─── GIVEN RECORDS ───

impl<A: RadioAdapter, P: PermissionGate> SessionDriver<A, P> {
    fn emit(&self, event: SessionEvent) {
        // nobody listening is fine
        let _ = self.events.unbounded_send(event);
    }

    fn status(&self) -> SessionStatus {
        SessionStatus {
            scan: self.scan.state(),
            connection: self.connection.state(),
            peripheral: self.connection.peripheral().cloned(),
            breathing: self.breathing.enabled,
            busy: self.in_flight.is_some(),
        }
    }

    async fn run(
        mut self,
        cancel: CancellationToken,
        mut requests: Receiver<Request>,
        mut steps: Receiver<StepResult>,
        mut radio_events: AdapterEventStream,
    ) {
        'mainloop: loop {
            tokio::select! {
                biased;

                _ = cancel.cancelled() => {
                    break 'mainloop;
                },
                event = radio_events.next() => match event {
                    Some(event) => self.handle_radio_event(event),
                    None => {
                        radio_events = stream::pending().boxed();
                        self.handle_radio_lost();
                    },
                },
                Some(step) = steps.next() => {
                    self.handle_step(step);
                },
                request = requests.next() => match request {
                    Some(request) => self.handle_request(request).await,
                    // every facade handle has been dropped
                    None => break 'mainloop,
                },
                _ = self.scan.expired() => {
                    info!("Scan window elapsed");
                    self.stop_scan().await;
                },
            }
        }

        self.teardown().await;
    }

    async fn handle_request(&mut self, request: Request) {
        match request {
            Request::Scan(reply) => {
                let result = self.start_scan().await;
                let _ = reply.send(result);
            },
            Request::StopScan(reply) => {
                let state = self.stop_scan().await;
                let _ = reply.send(state);
            },
            Request::Devices(reply) => {
                let _ = reply.send(self.scan.devices());
            },
            Request::Connect(id, reply) => self.connect(id, reply).await,
            Request::Send(command, reply) => self.send(command, Pending::Send(reply)),
            Request::ToggleBreathing(reply) => {
                let enable = !self.breathing.enabled;
                let command = self.breathing.next_command();
                self.send(command, Pending::ToggleBreathing { reply, enable });
            },
            Request::Disconnect(reply) => {
                self.disconnect().await;
                let _ = reply.send(());
            },
            Request::Status(reply) => {
                let _ = reply.send(self.status());
            },
        }
    }

    async fn start_scan(&mut self) -> Result<ScanState, SessionError> {
        if self.radio_lost {
            return Err(SessionError::RadioError(RADIO_LOST.to_string()));
        }
        if self.scan.state() == ScanState::Scanning {
            return Ok(ScanState::Scanning);
        }
        if self.in_flight.is_some() {
            return Err(SessionError::InvalidState);
        }

        let state = self.scan.start().await?;
        self.emit(SessionEvent::ScanStateChange(state));
        Ok(state)
    }

    async fn stop_scan(&mut self) -> ScanState {
        if self.scan.state() == ScanState::Idle {
            return ScanState::Idle;
        }

        let state = self.scan.stop().await;
        self.emit(SessionEvent::ScanStateChange(state));
        state
    }

    async fn connect(&mut self, id: PeripheralId, reply: Reply<PeripheralRef>) {
        if self.in_flight.is_some() {
            let _ = reply.send(Err(SessionError::InvalidState));
            return;
        }
        if self.connection.state() != ConnectionState::Disconnected {
            let _ = reply.send(Err(SessionError::InvalidState));
            return;
        }
        if self.radio_lost {
            let _ = reply.send(Err(SessionError::RadioError(RADIO_LOST.to_string())));
            return;
        }

        let peripheral = match self.scan.device(&id) {
            Some(peripheral) => peripheral.clone(),
            None => {
                let err = SessionError::ConnectionFailed(format!("peripheral {} was not discovered", id));
                let _ = reply.send(Err(err));
                return;
            },
        };

        // the radio connects more reliably without a scan running
        self.stop_scan().await;

        match self.connection.begin_connect(peripheral) {
            Ok(link) => {
                self.emit(SessionEvent::ConnectionStateChange(self.connection.state()));
                let op = self.next_op();
                let task = self.spawn_step(op, link.map(Step::Link).boxed());
                self.in_flight = Some(InFlight { op, task, pending: Pending::Connect(reply) });
            },
            Err(err) => {
                let _ = reply.send(Err(err));
            },
        }
    }

    fn send(&mut self, command: Command, pending: Pending) {
        // a session that is not ready reports NotConnected even while a connect is in flight
        if self.connection.state() != ConnectionState::Ready {
            pending.fail(SessionError::NotConnected);
            return;
        }
        if self.in_flight.is_some() {
            pending.fail(SessionError::InvalidState);
            return;
        }

        match self.connection.begin_send(&command) {
            Ok(write) => {
                debug!("Sending {}", command);
                let op = self.next_op();
                let task = self.spawn_step(op, write.map(Step::Write).boxed());
                self.in_flight = Some(InFlight { op, task, pending });
            },
            Err(err) => pending.fail(err),
        }
    }

    async fn disconnect(&mut self) {
        self.cancel_in_flight(CANCELLED_BY_DISCONNECT);

        if let Some(id) = self.connection.begin_disconnect() {
            self.emit(SessionEvent::ConnectionStateChange(ConnectionState::Disconnecting));
            self.connection.finish_disconnect(&id).await;
            self.emit(SessionEvent::ConnectionStateChange(ConnectionState::Disconnected));
        }
    }

    fn handle_step(&mut self, result: StepResult) {
        let in_flight = match self.in_flight.take() {
            Some(in_flight) if in_flight.op == result.op => in_flight,
            other => {
                debug!("Ignoring result of abandoned operation {}", result.op);
                self.in_flight = other;
                return;
            },
        };
        let op = in_flight.op;

        match (result.step, in_flight.pending) {
            (Step::Link(result), Pending::Connect(reply)) => match self.connection.on_link_result(result) {
                Ok(discovery) => {
                    self.emit(SessionEvent::ConnectionStateChange(self.connection.state()));
                    let task = self.spawn_step(op, discovery.map(Step::Discovery).boxed());
                    self.in_flight = Some(InFlight { op, task, pending: Pending::Connect(reply) });
                },
                Err(err) => {
                    self.emit(SessionEvent::ConnectionStateChange(self.connection.state()));
                    let _ = reply.send(Err(err));
                },
            },
            (Step::Discovery(result), Pending::Connect(reply)) => {
                let result = self.connection.on_discovery_result(result);
                self.emit(SessionEvent::ConnectionStateChange(self.connection.state()));
                let _ = reply.send(result);
            },
            (Step::Write(result), Pending::Send(reply)) => {
                let _ = reply.send(self.connection.on_write_result(result));
            },
            (Step::Write(result), Pending::ToggleBreathing { reply, enable }) => {
                let result = self.connection.on_write_result(result).map(|_| {
                    self.breathing.enabled = enable;
                    enable
                });
                if result.is_ok() {
                    self.emit(SessionEvent::BreathingChange(enable));
                }
                let _ = reply.send(result);
            },
            (_, pending) => {
                warn!("Operation {} produced an unexpected step", op);
                pending.fail(SessionError::InvalidState);
            },
        }
    }

    fn handle_radio_event(&mut self, event: AdapterEvent) {
        match event {
            AdapterEvent::Advertisement(peripheral) => {
                if self.scan.on_advertisement(peripheral.clone()) {
                    self.emit(SessionEvent::Discovered(peripheral));
                }
            },
            AdapterEvent::RadioFailure(reason) => {
                let err = match self.scan.on_radio_failure(&reason) {
                    Some(err) => {
                        self.emit(SessionEvent::ScanStateChange(ScanState::Idle));
                        err
                    },
                    None => {
                        warn!("Radio failure: {}", reason);
                        SessionError::RadioError(reason)
                    },
                };
                self.emit(SessionEvent::Failure(err));
            },
            AdapterEvent::Disconnected(id) => {
                if self.connection.is_linked_to(&id) && self.connection.state() != ConnectionState::Disconnecting {
                    self.cancel_in_flight("link lost");
                    let err = self.connection.on_link_lost();
                    self.emit(SessionEvent::ConnectionStateChange(ConnectionState::Disconnected));
                    self.emit(SessionEvent::Failure(err));
                }
            },
        }
    }

    /// The adapter stopped delivering events. Advertisements and link loss can no longer be
    /// observed, so the link is dropped and later scans and connects fail.
    fn handle_radio_lost(&mut self) {
        warn!("Adapter event stream ended");
        self.radio_lost = true;

        if self.connection.state() != ConnectionState::Disconnected {
            self.cancel_in_flight(RADIO_LOST);
            self.connection.on_link_lost();
            self.emit(SessionEvent::ConnectionStateChange(ConnectionState::Disconnected));
        }
        self.handle_radio_event(AdapterEvent::RadioFailure(RADIO_LOST.to_string()));
    }

    fn cancel_in_flight(&mut self, reason: &str) {
        if let Some(in_flight) = self.in_flight.take() {
            info!("Cancelling operation {}: {}", in_flight.op, reason);
            in_flight.task.abort();
            in_flight.pending.cancel(reason);
        }
    }

    fn next_op(&mut self) -> u64 {
        self.next_op += 1;
        self.next_op
    }

    fn spawn_step(&self, op: u64, step: BoxFuture<'static, Step>) -> JoinHandle<()> {
        let mut sender = self.step_sender.clone();
        spawn(async move {
            let step = step.await;
            // the driver is gone when this fails; nothing left to report to
            let _ = sender.send(StepResult { op, step }).await;
        })
    }

    async fn teardown(&mut self) {
        info!("Shutting down session");
        self.cancel_in_flight("session shut down");
        self.stop_scan().await;
        self.disconnect().await;
    }
}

───

## YOUR OBJECTIVE:
For the word "break", show every line of the entries that holds it.

## EXERCISE SOLUTION:
                    break 'mainloop;
                    None => break 'mainloop,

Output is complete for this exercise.